What I need to learn (partially known)How long certain things will take (always an unknown, as snags are bound to happen)Cost of hardware (not known until design is done, won't do design until work is secured...grrrr...vicious circle)Cost of tools (difficult to gauge what tools may be required)Implicit value of solution (this has to do with how the client wants to handle IP on completion)

There are other things, but I think that makes it clear(-ish)? Let me know if I should try to explain better...

----------


## duncan drennan

Oh sorry, I left something important out - the project type that I am talking about is one that is *quoted on deliverables*, not an hourly rate.

----------


## Dave A

Welcome to the wonderful world of risk and the pleasures of starting up.

I'll skip the obvious because I suspect you've already done that (break it down to parts, break it down, break it down..)

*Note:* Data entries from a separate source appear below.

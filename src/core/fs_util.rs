//! Filesystem primitives shared by all operation variants.
//!
//! Thin wrappers over `std::fs` that give the operations a single seam for
//! whole-file I/O, symlink handling, and moves. The copy helper can skip
//! POSIX metadata copy for compatibility with CIFS (SMB) filesystems where
//! metadata operations may fail.

use std::fs::{self, File};
use std::io;
use std::path::{Path, PathBuf};

use log::debug;

/// Returns true when something exists at the path, without following a
/// trailing symlink. A broken symlink therefore still "exists".
pub fn exists_no_follow<P: AsRef<Path>>(path: P) -> bool {
    fs::symlink_metadata(path.as_ref()).is_ok()
}

/// Returns true when the path resolves to a regular file.
pub fn is_file<P: AsRef<Path>>(path: P) -> bool {
    fs::metadata(path.as_ref()).map(|m| m.is_file()).unwrap_or(false)
}

/// Returns true when the path resolves to a directory.
pub fn is_dir<P: AsRef<Path>>(path: P) -> bool {
    fs::metadata(path.as_ref()).map(|m| m.is_dir()).unwrap_or(false)
}

/// Returns true when the path itself is a symlink (never resolved).
pub fn is_symlink<P: AsRef<Path>>(path: P) -> bool {
    fs::symlink_metadata(path.as_ref())
        .map(|m| m.file_type().is_symlink())
        .unwrap_or(false)
}

/// Read a file's entire contents into memory.
pub fn read_entire_file<P: AsRef<Path>>(path: P) -> io::Result<Vec<u8>> {
    fs::read(path.as_ref())
}

/// Write exactly the given bytes to a file, creating or truncating it.
pub fn write_entire_file<P: AsRef<Path>>(path: P, data: &[u8]) -> io::Result<()> {
    fs::write(path.as_ref(), data)
}

/// Create the full directory chain up to and including `path`.
pub fn mkpath<P: AsRef<Path>>(path: P) -> io::Result<()> {
    fs::create_dir_all(path.as_ref())
}

/// Copies a file from `source` to `destination`.
///
/// With `preserve_attributes` the platform copy primitive is used, which
/// carries permission bits along with the contents. Without it only the data
/// stream is copied, avoiding POSIX metadata copy that CIFS mounts may
/// reject.
///
/// # Errors
///
/// Returns an `io::Error` if reading from source or writing to destination fails.
pub fn copy_file(source: &Path, destination: &Path, preserve_attributes: bool) -> io::Result<()> {
    if preserve_attributes {
        fs::copy(source, destination)?;
        return Ok(());
    }
    let mut src = File::open(source)?;
    let mut dst = File::create(destination)?;
    io::copy(&mut src, &mut dst)?;
    Ok(())
}

/// Read a symlink's textual target without following it.
pub fn read_link_text<P: AsRef<Path>>(path: P) -> io::Result<String> {
    let target = fs::read_link(path.as_ref())?;
    Ok(target.to_string_lossy().into_owned())
}

/// Create a symbolic link at `link` whose link text is `text`, exactly as
/// given. The caller chooses absolute vs relative by what they pass in.
#[cfg(unix)]
pub fn create_symlink<P: AsRef<Path>>(text: P, link: &Path) -> io::Result<()> {
    std::os::unix::fs::symlink(text.as_ref(), link)
}

/// Create a symbolic link at `link` whose link text is `text`.
#[cfg(windows)]
pub fn create_symlink<P: AsRef<Path>>(text: P, link: &Path) -> io::Result<()> {
    std::os::windows::fs::symlink_file(text.as_ref(), link)
}

/// Move `source` to `destination` with a single rename where the OS permits
/// it, falling back to copy-and-remove for files and link re-creation for
/// symlinks when the rename crosses filesystems. Directory moves across
/// filesystems propagate the rename error.
pub fn move_item(source: &Path, destination: &Path) -> io::Result<()> {
    match fs::rename(source, destination) {
        Ok(()) => Ok(()),
        Err(err) if crosses_devices(&err) => {
            debug!(
                "rename {} -> {} crossed filesystems, falling back",
                source.display(),
                destination.display()
            );
            if is_symlink(source) {
                let text = read_link_text(source)?;
                create_symlink(&text, destination)?;
                fs::remove_file(source)
            } else if is_file(source) {
                copy_file(source, destination, true)?;
                fs::remove_file(source)
            } else {
                Err(err)
            }
        }
        Err(err) => Err(err),
    }
}

#[cfg(unix)]
fn crosses_devices(err: &io::Error) -> bool {
    err.raw_os_error() == Some(libc::EXDEV)
}

#[cfg(not(unix))]
fn crosses_devices(_err: &io::Error) -> bool {
    false
}

/// Walk up from `path` to the closest ancestor that exists on disk.
///
/// Used by the permission probe when the immediate parent of a target is
/// going to be created by the operation itself.
pub fn nearest_existing_ancestor(path: &Path) -> Option<PathBuf> {
    path.ancestors()
        .find(|candidate| exists_no_follow(candidate))
        .map(Path::to_path_buf)
}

The challenge in costing a fixed price contract, of course, is the unknowns. And they *can* fluctuate considerably.

Once a business is rolling, you get an avantage because you've got stats and can apply some sort of average risk adjustment. When you're starting up - you'll have to guestimate those unknowns as closely as possible. In the fumigation game I was told "If you're unsure, whatever you think it might be - double it. And if you're still not sure that will cover it - double it again".

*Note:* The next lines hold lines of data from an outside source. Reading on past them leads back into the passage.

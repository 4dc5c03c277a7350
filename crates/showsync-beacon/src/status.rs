//! Normalization of raw controller status payloads.
//!
//! The controller's status API is treated as untrusted input: the poller
//! hands whatever JSON it fetched to [`normalize_status`], which either
//! produces a canonical [`PlaybackSnapshot`] or reports the payload as
//! unusable (`None`), which the poller treats identically to a failed
//! fetch.

use serde_json::Value;
use showsync_types::{PlaybackSnapshot, PlaybackState};

use crate::audio::AudioResolver;

/// Convert a raw upstream status payload into the broadcast snapshot.
///
/// Returns `None` when the payload is not a JSON object. Field extraction
/// is deliberately forgiving: the controller reports numbers as either
/// JSON numbers or numeric strings depending on firmware version, and
/// missing fields fall back to stopped/empty/zero.
pub fn normalize_status(
    raw: &Value,
    server_time_ms: u64,
    audio: &AudioResolver,
) -> Option<PlaybackSnapshot> {
    let obj = raw.as_object()?;

    let status_name = obj
        .get("status_name")
        .and_then(Value::as_str)
        .unwrap_or_default()
        .to_lowercase();
    let status_code = obj.get("status").and_then(coerce_i64).unwrap_or(-1);
    let state = classify_state(&status_name, status_code);

    let sequence = obj
        .get("current_sequence")
        .and_then(Value::as_str)
        .unwrap_or_default();
    let track_base = track_base(sequence);

    // `milliseconds_elapsed`, not the whole-second `seconds_played`
    // counter: listeners interpolate between broadcasts and need real
    // millisecond precision.
    let position_ms = obj
        .get("milliseconds_elapsed")
        .and_then(coerce_u64)
        .unwrap_or(0);

    let audio_url = audio.resolve(&track_base);

    Some(PlaybackSnapshot {
        state,
        track_base,
        position_ms,
        audio_url,
        server_time_ms,
    })
}

/// Classification policy: a recognized textual status wins, the numeric
/// code is the fallback, and anything else reads as stopped.
fn classify_state(status_name: &str, status_code: i64) -> PlaybackState {
    match status_name {
        "playing" | "play" => PlaybackState::Playing,
        "paused" | "pause" => PlaybackState::Paused,
        "idle" | "stopped" | "stop" => PlaybackState::Stopped,
        _ => match status_code {
            1 => PlaybackState::Playing,
            2 => PlaybackState::Paused,
            _ => PlaybackState::Stopped,
        },
    }
}

/// Strip directory and extension from a sequence path.
fn track_base(sequence: &str) -> String {
    std::path::Path::new(sequence)
        .file_stem()
        .and_then(std::ffi::OsStr::to_str)
        .unwrap_or_default()
        .to_owned()
}

/// Read an integer that may arrive as a JSON number or a numeric string.
fn coerce_i64(value: &Value) -> Option<i64> {
    match value {
        Value::Number(n) => n.as_i64(),
        Value::String(s) => s.trim().parse().ok(),
        _ => None,
    }
}

/// Read a non-negative integer that may arrive as a JSON number or a
/// numeric string.
fn coerce_u64(value: &Value) -> Option<u64> {
    match value {
        Value::Number(n) => n.as_u64(),
        Value::String(s) => s.trim().parse().ok(),
        _ => None,
    }
}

In many ways it's a mindset struggle with oneself. The temptation to trim margins and increase the chances of getting the contract vs playing safe and risk not getting the contract.

Of the two scenarios - the first is actually riskier at startup IMHO. You can succesfully deliver and wipe yourself out financially in the process. The less you know, the more you have to factor in for unknown variables. Even if it risks losing the contract. The school fees don't stop when you leave the classroom.

When I started out, I was pretty averse to asking questions of my client. I thought the best thing was to be a "know-it-all". But here's the funny thing. I've found that asking questions of the client actually demonstrates knowledge!!! At least, if you're asking the right questions. *And* it builds a relationship that means that they are not just going to be looking at your price.

People tend to make decisions at an emotional level *first* and then back it up with logic.

We're too timid of pushing the client when we start out.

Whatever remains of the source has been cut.